Tourists visiting Italy no longer face Covid-related restrictions, though rules may apply in some circumstances. Photo by Filippo MONTEFORTE / AFP

That decree says that those who test positive but are asymptomatic must self-isolate for five days, or until they test negative at a pharmacy or health facility – whichever happens sooner.

Those who do experience symptoms should either test negative before exiting quarantine, or wait until they are symptomless for at least two days.

At the end of the isolation period, those who have left quarantine without taking a test are required to wear a high-grade FFP2 mask in public until the tenth day since the onset of symptoms or first positive test result.

READ ALSO: What are the upcoming strikes in Italy and how could they impact you?

People who have been in close contact with someone who tested positive for Covid should wear an FFP2 mask in public until the fifth day since the last point of contact.

Earlier this month, Rezza told journalists at the national broadcaster Rai that since no expiration date was stipulated, the decree remains in force indefinitely.

The health ministry doesn’t appear to have weighed in on the matter, so for now it should be assumed that the quarantine rules are still active.

Of course, this all relies on the honour system, as most Covid tests these days are taken (if at all) in people’s own homes without the knowledge or involvement of state health authorities.


Finally, there have been some recent reports of new international travel restrictions specifically relating to China.

There has been talk of Italy’s airports reintroducing tests for arrivals from China.
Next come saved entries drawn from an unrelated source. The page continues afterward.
use std::io::Cursor;

use async_trait::async_trait;
use base64::{engine::general_purpose::STANDARD as B64, Engine as _};
use image::{codecs::jpeg::JpegEncoder, imageops::FilterType, DynamicImage};
use rand::{seq::SliceRandom, Rng};
use serde::Serialize;
use serde_json::{json, Value};
use thiserror::Error;
use tracing::{debug, info, warn};

use crate::config::KindwiseConfig;

/// Longest image edge sent upstream.
const MAX_EDGE: u32 = 1024;
const JPEG_QUALITY: u8 = 85;

#[derive(Error, Debug)]
pub enum IdentifyError {
    #[error("image could not be processed: {0}")]
    InvalidImage(String),

    #[error("identification request failed: {0}")]
    Request(#[from] reqwest::Error),

    #[error("identification API returned {status}: {body}")]
    Api { status: u16, body: String },

    #[error("identification response contained no suggestions")]
    NoSuggestions,
}

#[derive(Debug, Clone, Serialize)]
pub struct Identification {
    pub disease_name: String,
    pub confidence: f64,
    /// Provider payload, kept opaque.
    pub details: Value,
}

#[async_trait]
pub trait DiseaseIdentifier: Send + Sync {
    /// `image` is the JPEG produced by [`prepare_image`].
    async fn identify(
        &self,
        image: &[u8],
        crop_hint: Option<&str>,
    ) -> Result<Identification, IdentifyError>;

    /// "kindwise" or "mock".
    fn mode(&self) -> &'static str;
}

/// Kindwise crop.health client. Without an API key every call returns a mock
/// prediction; with a key, failures are returned to the caller.
pub struct KindwiseClient {
    client: reqwest::Client,
    base_url: String,
    api_key: Option<String>,
}

impl KindwiseClient {
    pub fn new(cfg: &KindwiseConfig) -> anyhow::Result<Self> {
        let client = reqwest::Client::builder().timeout(cfg.timeout).build()?;
        if cfg.api_key.is_none() {
            warn!("Kindwise API key not configured; using mock predictions");
        }
        Ok(Self {
            client,
            base_url: cfg.base_url.trim_end_matches('/').to_string(),
            api_key: cfg.api_key.clone(),
        })
    }

    async fn call(
        &self,
        api_key: &str,
        image: &[u8],
        crop_hint: Option<&str>,
    ) -> Result<Identification, IdentifyError> {
        let mut modifiers = vec!["health_all", "disease_similar_images"];
        if crop_hint.is_some() {
            modifiers.push("crop_specific");
        }
        let payload = json!({
            "images": [B64.encode(image)],
            "modifiers": modifiers,
            "plant_details": ["common_names", "url", "wiki_description", "taxonomy"],
        });

        let response = self
            .client
            .post(format!("{}/identification", self.base_url))
            .header("Api-Key", api_key)
            .json(&payload)
            .send()
            .await?;

        let status = response.status();
        if !status.is_success() {
            let body = response
                .text()
                .await
                .unwrap_or_else(|_| "failed to read error body".to_string());
            return Err(IdentifyError::Api {
                status: status.as_u16(),
                body,
            });
        }

        let body: Value = response.json().await?;
        let identification = parse_identification(body)?;
        info!(
            disease = %identification.disease_name,
            confidence = identification.confidence,
            "kindwise identification"
        );
        Ok(identification)
    }
}

#[async_trait]
impl DiseaseIdentifier for KindwiseClient {
    async fn identify(
        &self,
        image: &[u8],
        crop_hint: Option<&str>,
    ) -> Result<Identification, IdentifyError> {
        match &self.api_key {
            Some(key) => self.call(key, image, crop_hint).await,
            None => Ok(mock_prediction(crop_hint)),
        }
    }

    fn mode(&self) -> &'static str {
        if self.api_key.is_some() {
            "kindwise"
        } else {
            "mock"
        }
    }
}

/// Decodes, converts to RGB, bounds the long edge and re-encodes as JPEG.
pub fn prepare_image(bytes: &[u8]) -> Result<Vec<u8>, IdentifyError> {
    let img = image::load_from_memory(bytes)
        .map_err(|e| IdentifyError::InvalidImage(e.to_string()))?;
    let img = if img.width().max(img.height()) > MAX_EDGE {
        img.resize(MAX_EDGE, MAX_EDGE, FilterType::Lanczos3)
    } else {
        img
    };
    let rgb = DynamicImage::ImageRgb8(img.to_rgb8());

    let mut out = Cursor::new(Vec::new());
    let encoder = JpegEncoder::new_with_quality(&mut out, JPEG_QUALITY);
    rgb.write_with_encoder(encoder)
        .map_err(|e| IdentifyError::InvalidImage(e.to_string()))?;
    debug!(width = rgb.width(), height = rgb.height(), "image prepared");
    Ok(out.into_inner())
}

fn parse_identification(body: Value) -> Result<Identification, IdentifyError> {
    let best = body
        .pointer("/result/classification/suggestions/0")
        .cloned()
        .ok_or(IdentifyError::NoSuggestions)?;

    let disease_name = best
        .get("name")
        .and_then(Value::as_str)
        .unwrap_or("Unknown Disease")
        .to_string();
    let confidence = best
        .get("probability")
        .and_then(Value::as_f64)
        .unwrap_or(0.0)
        .clamp(0.0, 1.0);

    let details = json!({
        "disease_name": disease_name,
        "confidence": confidence,
        "similar_images": best.get("similar_images").cloned().unwrap_or_else(|| json!([])),
        "plant_details": body.pointer("/result/plant_details").cloned().unwrap_or_else(|| json!({})),
        "raw_response": body,
    });

    Ok(Identification {
        disease_name,
        confidence,
        details,
    })
}

fn mock_candidates(crop: &str) -> &'static [&'static str] {
    match crop.trim().to_ascii_lowercase().as_str() {
        "tomato" => &[
            "Early_Blight",
            "Late_Blight",
            "Bacterial_Spot",
            "Leaf_Mold",
            "Septoria_Leaf_Spot",
        ],
        "potato" => &["Early_Blight", "Late_Blight"],
        "corn" | "maize" => &["Common_Rust", "Northern_Leaf_Blight", "Gray_Leaf_Spot"],
        "pepper" => &["Bacterial_Spot"],
        "apple" => &["Apple_Scab", "Black_Rot", "Cedar_Apple_Rust"],
        "grape" => &["Black_Rot", "Esca", "Leaf_Blight"],
        _ => &["Leaf_Spot", "Powdery_Mildew", "Rust"],
    }
}

/// Random disease for the crop with a plausible confidence.
pub fn mock_prediction(crop_hint: Option<&str>) -> Identification {
    let crop = crop_hint.unwrap_or_default();
    let mut rng = rand::thread_rng();
    let disease_name = mock_candidates(crop)
        .choose(&mut rng)
        .copied()
        .unwrap_or("Leaf_Spot")
        .to_string();
    let confidence = (rng.gen_range(0.75..=0.95_f64) * 100.0).round() / 100.0;

    Identification {
        details: json!({
            "disease_name": disease_name,
            "confidence": confidence,
            "crop_type": crop,
            "mock": true,
        }),
        disease_name,
        confidence,
    }
}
Photo by Alberto PIZZOLI / AFP.

Towards the end of May, newspapers La Stampa and La Gazzetta del Mezzogiorno reported that Covid tests had been reintroduced at Italy’s airports for arrivals from China, which has seen an uptick in cases.

However, neither the health ministry website nor the Foreign Ministry’s Viaggiare Sicuri (‘Travel Safe’) website appear to have published any updates to this effect.

In December 2022, Italy’s health ministry mandated that all arrivals from China must produce a recent negative test result before leaving for Italy and to take a test on arrival, though this rule was due to expire at the end of January.